Transcribe the following entries word for word. End with the line where "use crate::services::sync::helpers::backoff::RetryPolicy;" appears.
── SUPPLIED DATA ──
#[cfg(test)]
mod tests {
    use super::*;
    use crate::adapters::sqlite::{pool::create_pool, schema, DbPool};
    use crate::config::SyncConfig;
    use crate::connector::DirectoryProfile;
    use crate::services::sync::helpers::backoff::RetryPolicy;
    use crate::services::sync::testing::{message, remote, MemoryBlobs, StubPlatform};
    use crate::types::{DownloadState, FetchedAttachment};
    use std::sync::atomic::Ordering;
    use std::sync::Arc;

    fn test_pool() -> (tempfile::TempDir, DbPool) {
        let dir = tempfile::tempdir().unwrap();
        let pool = create_pool(&dir.path().join("sync.db")).unwrap();
        schema::initialize(&pool).unwrap();
        (dir, pool)
    }

    fn fast_config() -> SyncConfig {
        SyncConfig {
            retry: RetryPolicy {
                max_attempts: 2,
                initial_backoff_ms: 1,
                max_backoff_ms: 2,
            },
            account_pause_ms: 0,
            ..SyncConfig::default()
        }
    }

    fn context_with(
        pool: &DbPool,
        connectors: Vec<Arc<dyn PlatformConnector>>,
        blobs: Arc<MemoryBlobs>,
    ) -> (RunContext, flume::Receiver<SyncEvent>) {
        crate::services::sync::testing::init_test_logging();
        let (tx, rx) = flume::unbounded();
        let ctx = RunContext::new(pool.clone(), connectors, blobs, fast_config(), tx);
        (ctx, rx)
    }

    fn context(
        pool: &DbPool,
        connectors: Vec<Arc<dyn PlatformConnector>>,
    ) -> (RunContext, flume::Receiver<SyncEvent>) {
        context_with(pool, connectors, Arc::new(MemoryBlobs::new()))
    }

    fn setup_account(pool: &DbPool, id: &str) -> Account {
        sqlite::accounts::ensure_account(pool, id, None).unwrap();
        sqlite::accounts::get_account(pool, id).unwrap().unwrap()
    }

    fn phases(rx: &flume::Receiver<SyncEvent>) -> Vec<AccountPhase> {
        rx.try_iter()
            .filter_map(|event| match event {
                SyncEvent::PhaseChanged { phase, .. } => Some(phase),
                _ => None,
            })
            .collect()
    }

    fn two_label_mail_platform() -> StubPlatform {
        let m1 = message("m1", "T1", "ada@example.com", "incoming", 1_000);
        let m2 = message("m2", "T1", "grace@example.com", "outgoing", 2_000);
        StubPlatform::new(PlatformKind::Mail)
            .with_conversation_page(vec![
                remote("T1", Some("Rollout plan"), Some("incoming")),
                remote("T1", Some("Rollout plan"), Some("outgoing")),
            ])
            .with_message_pages("T1", vec![vec![m1], vec![m2]])
    }

    #[tokio::test]
    async fn two_label_listings_of_one_thread_merge_into_one_conversation() {
        let (_dir, pool) = test_pool();
        let account = setup_account(&pool, "team@example.com");
        let (ctx, rx) = context(&pool, vec![Arc::new(two_label_mail_platform())]);

        let summary = run_account_sync(&ctx, &account).await;

        assert_eq!(summary.phase, AccountPhase::Done);
        assert_eq!(summary.new_conversations, 1);
        assert_eq!(summary.new_messages, 2);
        assert!(summary.errors.is_empty());
        assert!(summary.account_error.is_none());

        let conversations =
            sqlite::conversations::list_conversations(&pool, "team@example.com").unwrap();
        assert_eq!(conversations.len(), 1);
        let conversation = &conversations[0];
        assert_eq!(conversation.platform_thread_id, "T1");
        assert_eq!(conversation.subject.as_deref(), Some("Rollout plan"));
        assert_eq!(conversation.message_count, 2);
        assert_eq!(conversation.last_activity_at, Some(2_000));
        assert_eq!(conversation.participants.len(), 2);

        let messages =
            sqlite::messages::fetch_conversation_messages(&pool, &conversation.id).unwrap();
        assert_eq!(messages.len(), 2);
        assert_eq!(messages[0].platform_message_id, "m1");
        assert_eq!(messages[1].platform_message_id, "m2");
        assert_eq!(messages[0].sender_email.as_deref(), Some("ada@example.com"));
        assert_eq!(messages[0].label.as_deref(), Some("incoming"));
        assert_eq!(messages[1].label.as_deref(), Some("outgoing"));

        let refreshed = sqlite::accounts::get_account(&pool, "team@example.com").unwrap().unwrap();
        assert!(refreshed.last_mail_synced_at.is_some());
        assert!(refreshed.last_chat_synced_at.is_none());

        assert_eq!(
            phases(&rx),
            vec![
                AccountPhase::Fetching,
                AccountPhase::Resolving,
                AccountPhase::Merging,
                AccountPhase::Done,
            ]
        );
    }

    #[tokio::test]
    async fn second_pass_over_the_same_data_is_a_no_op() {
        let (_dir, pool) = test_pool();
        let account = setup_account(&pool, "team@example.com");

        let (first_ctx, _rx1) = context(&pool, vec![Arc::new(two_label_mail_platform())]);
        let first = run_account_sync(&first_ctx, &account).await;
        assert_eq!(first.new_messages, 2);

        let (second_ctx, _rx2) = context(&pool, vec![Arc::new(two_label_mail_platform())]);
        let second = run_account_sync(&second_ctx, &account).await;

        assert_eq!(second.phase, AccountPhase::Done);
        assert_eq!(second.new_conversations, 0);
        assert_eq!(second.new_messages, 0);

        let conversations =
            sqlite::conversations::list_conversations(&pool, "team@example.com").unwrap();
        assert_eq!(conversations.len(), 1);
        assert_eq!(conversations[0].message_count, 2);
    }

    #[tokio::test]
    async fn conversation_listings_paginate_until_the_token_runs_out() {
        let (_dir, pool) = test_pool();
        let account = setup_account(&pool, "team@example.com");

        let platform = StubPlatform::new(PlatformKind::Mail)
            .with_conversation_page(vec![remote("T1", Some("One"), Some("incoming"))])
            .with_conversation_page(vec![
                remote("T2", Some("Two"), Some("incoming")),
                remote("T3", Some("Three"), Some("outgoing")),
            ])
            .with_message_pages("T1", vec![vec![message("m1", "T1", "ada@example.com", "incoming", 10)]])
            .with_message_pages("T2", vec![vec![message("m2", "T2", "ada@example.com", "incoming", 20)]])
            .with_message_pages("T3", vec![vec![message("m3", "T3", "ada@example.com", "outgoing", 30)]]);

        let (ctx, _rx) = context(&pool, vec![Arc::new(platform)]);
        let summary = run_account_sync(&ctx, &account).await;

        assert_eq!(summary.phase, AccountPhase::Done);
        assert!(summary.errors.is_empty());
        // Threads listed on the second page sync like those on the first.
        assert_eq!(summary.new_conversations, 3);
        assert_eq!(summary.new_messages, 3);

        let conversations =
            sqlite::conversations::list_conversations(&pool, "team@example.com").unwrap();
        let mut thread_ids: Vec<&str> = conversations
            .iter()
            .map(|c| c.platform_thread_id.as_str())
            .collect();
        thread_ids.sort_unstable();
        assert_eq!(thread_ids, vec!["T1", "T2", "T3"]);
    }

    #[tokio::test]
    async fn one_failing_conversation_does_not_stop_its_neighbors() {
        let (_dir, pool) = test_pool();
        let account = setup_account(&pool, "team@example.com");

        let platform = Arc::new(
            StubPlatform::new(PlatformKind::Mail)
                .with_conversation_page(vec![
                    remote("A", Some("A"), None),
                    remote("B", Some("B"), None),
                    remote("C", Some("C"), None),
                ])
                .with_message_pages("A", vec![vec![message("a1", "A", "ada@example.com", "incoming", 10)]])
                .with_message_pages("C", vec![vec![message("c1", "C", "ada@example.com", "incoming", 30)]])
                .with_failing_messages("B"),
        );
        let connector: Arc<dyn PlatformConnector> = platform.clone();
        let (ctx, _rx) = context(&pool, vec![connector]);

        let summary = run_account_sync(&ctx, &account).await;

        assert_eq!(summary.phase, AccountPhase::Done);
        assert_eq!(summary.errors.len(), 1);
        assert_eq!(summary.errors[0].platform_thread_id, "B");
        assert_eq!(summary.new_conversations, 2);

        let conversations =
            sqlite::conversations::list_conversations(&pool, "team@example.com").unwrap();
        let thread_ids: Vec<&str> = conversations
            .iter()
            .map(|c| c.platform_thread_id.as_str())
            .collect();
        assert!(thread_ids.contains(&"A"));
        assert!(thread_ids.contains(&"C"));
        assert!(!thread_ids.contains(&"B"));

        // A took one listing call, C one, B its full retry budget.
        assert_eq!(platform.message_list_calls.load(Ordering::SeqCst), 4);
    }

    #[tokio::test]
    async fn auth_failure_marks_the_account_failed() {
        let (_dir, pool) = test_pool();
        let account = setup_account(&pool, "team@example.com");
        let (ctx, rx) = context(
            &pool,
            vec![Arc::new(StubPlatform::new(PlatformKind::Mail).with_auth_failure())],
        );

        let summary = run_account_sync(&ctx, &account).await;

        assert_eq!(summary.phase, AccountPhase::Failed);
        let reason = summary.account_error.unwrap();
        assert!(reason.contains("token expired"));

        let refreshed = sqlite::accounts::get_account(&pool, "team@example.com").unwrap().unwrap();
        assert!(refreshed.last_mail_synced_at.is_none());

        assert_eq!(phases(&rx), vec![AccountPhase::Fetching, AccountPhase::Failed]);
    }

    #[tokio::test]
    async fn unhydrated_messages_are_refetched_and_payloads_offloaded() {
        let (_dir, pool) = test_pool();
        let account = setup_account(&pool, "team@example.com");

        let mut listed = message("m1", "T1", "ada@example.com", "incoming", 1_000);
        listed.hydrated = false;

        let mut full = message("m1", "T1", "ada@example.com", "incoming", 1_000);
        full.label = None;
        full.attachments = vec![FetchedAttachment {
            source_ref: Some("att-1".to_string()),
            resource_name: None,
            filename: Some("notes.txt".to_string()),
            mime_type: Some("text/plain".to_string()),
            size_bytes: Some(5),
            blob_ref: None,
            inline_bytes: Some(b"hello".to_vec()),
        }];

        let platform = StubPlatform::new(PlatformKind::Mail)
            .with_conversation_page(vec![remote("T1", Some("Notes"), Some("incoming"))])
            .with_message_pages("T1", vec![vec![listed]])
            .with_full_message(full);

        let blobs = Arc::new(MemoryBlobs::new());
        let (ctx, _rx) = context_with(&pool, vec![Arc::new(platform)], blobs.clone());

        let summary = run_account_sync(&ctx, &account).await;
        assert_eq!(summary.phase, AccountPhase::Done);
        assert_eq!(summary.new_messages, 1);
        assert_eq!(blobs.stored_count(), 1);

        let conversations =
            sqlite::conversations::list_conversations(&pool, "team@example.com").unwrap();
        let messages =
            sqlite::messages::fetch_conversation_messages(&pool, &conversations[0].id).unwrap();
        assert_eq!(messages[0].label.as_deref(), Some("incoming"));
        let attachment = &messages[0].attachments[0];
        assert_eq!(attachment.dedup_key, "att-1");
        assert_eq!(attachment.blob_ref.as_deref(), Some("blob-1"));
        assert_eq!(attachment.download_state, DownloadState::Stored);
    }

    #[tokio::test]
    async fn chat_rosters_become_participants() {
        let (_dir, pool) = test_pool();
        let account = setup_account(&pool, "team@example.com");

        let platform = StubPlatform::new(PlatformKind::Chat)
            .with_conversation_page(vec![remote("spaces/S1", Some("Standup"), None)])
            .with_message_pages(
                "spaces/S1",
                vec![vec![message("c1", "spaces/S1", "users/1", "space", 1_000)]],
            )
            .with_members("spaces/S1", &["users/1", "users/2", "users/3"])
            .with_profile(
                "users/1",
                DirectoryProfile {
                    email: "ada@example.com".to_string(),
                    display_name: Some("Ada Lovelace".to_string()),
                    domain: None,
                },
            )
            .with_profile(
                "users/2",
                DirectoryProfile {
                    email: "grace@example.com".to_string(),
                    display_name: Some("Grace Hopper".to_string()),
                    domain: None,
                },
            );

        let (ctx, _rx) = context(&pool, vec![Arc::new(platform)]);
        let summary = run_account_sync(&ctx, &account).await;

        assert_eq!(summary.phase, AccountPhase::Done);
        assert_eq!(summary.resolved_identities, 3);

        let conversations =
            sqlite::conversations::list_conversations(&pool, "team@example.com").unwrap();
        let participants = &conversations[0].participants;
        assert_eq!(participants.len(), 3);
        assert_eq!(participants[0].identifier, "users/1");
        assert_eq!(participants[0].role, ParticipantRole::Sender);
        assert_eq!(participants[0].resolved_email.as_deref(), Some("ada@example.com"));
        assert_eq!(participants[0].confidence, 100);
        assert_eq!(participants[1].identifier, "users/2");
        assert_eq!(participants[1].role, ParticipantRole::Member);
        assert_eq!(participants[1].display_name.as_deref(), Some("Grace Hopper"));

        // users/3 has no directory profile; the placeholder keeps the
        // confidence signal but its synthetic name stays off the roster.
        assert_eq!(participants[2].identifier, "users/3");
        assert_eq!(participants[2].confidence, 25);
        assert!(participants[2].display_name.is_none());
        let placeholder = participants[2].resolved_email.as_deref().unwrap();
        assert!(placeholder.starts_with("unknown-"));
        assert!(placeholder.ends_with("@unresolved.invalid"));

        let refreshed = sqlite::accounts::get_account(&pool, "team@example.com").unwrap().unwrap();
        assert!(refreshed.last_chat_synced_at.is_some());
        assert!(refreshed.last_mail_synced_at.is_none());
    }
}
───
■ ANSWER TO THIS EXERCISE ■
#[cfg(test)]
mod tests {
    use super::*;
    use crate::adapters::sqlite::{pool::create_pool, schema, DbPool};
    use crate::config::SyncConfig;
    use crate::connector::DirectoryProfile;
    use crate::services::sync::helpers::backoff::RetryPolicy;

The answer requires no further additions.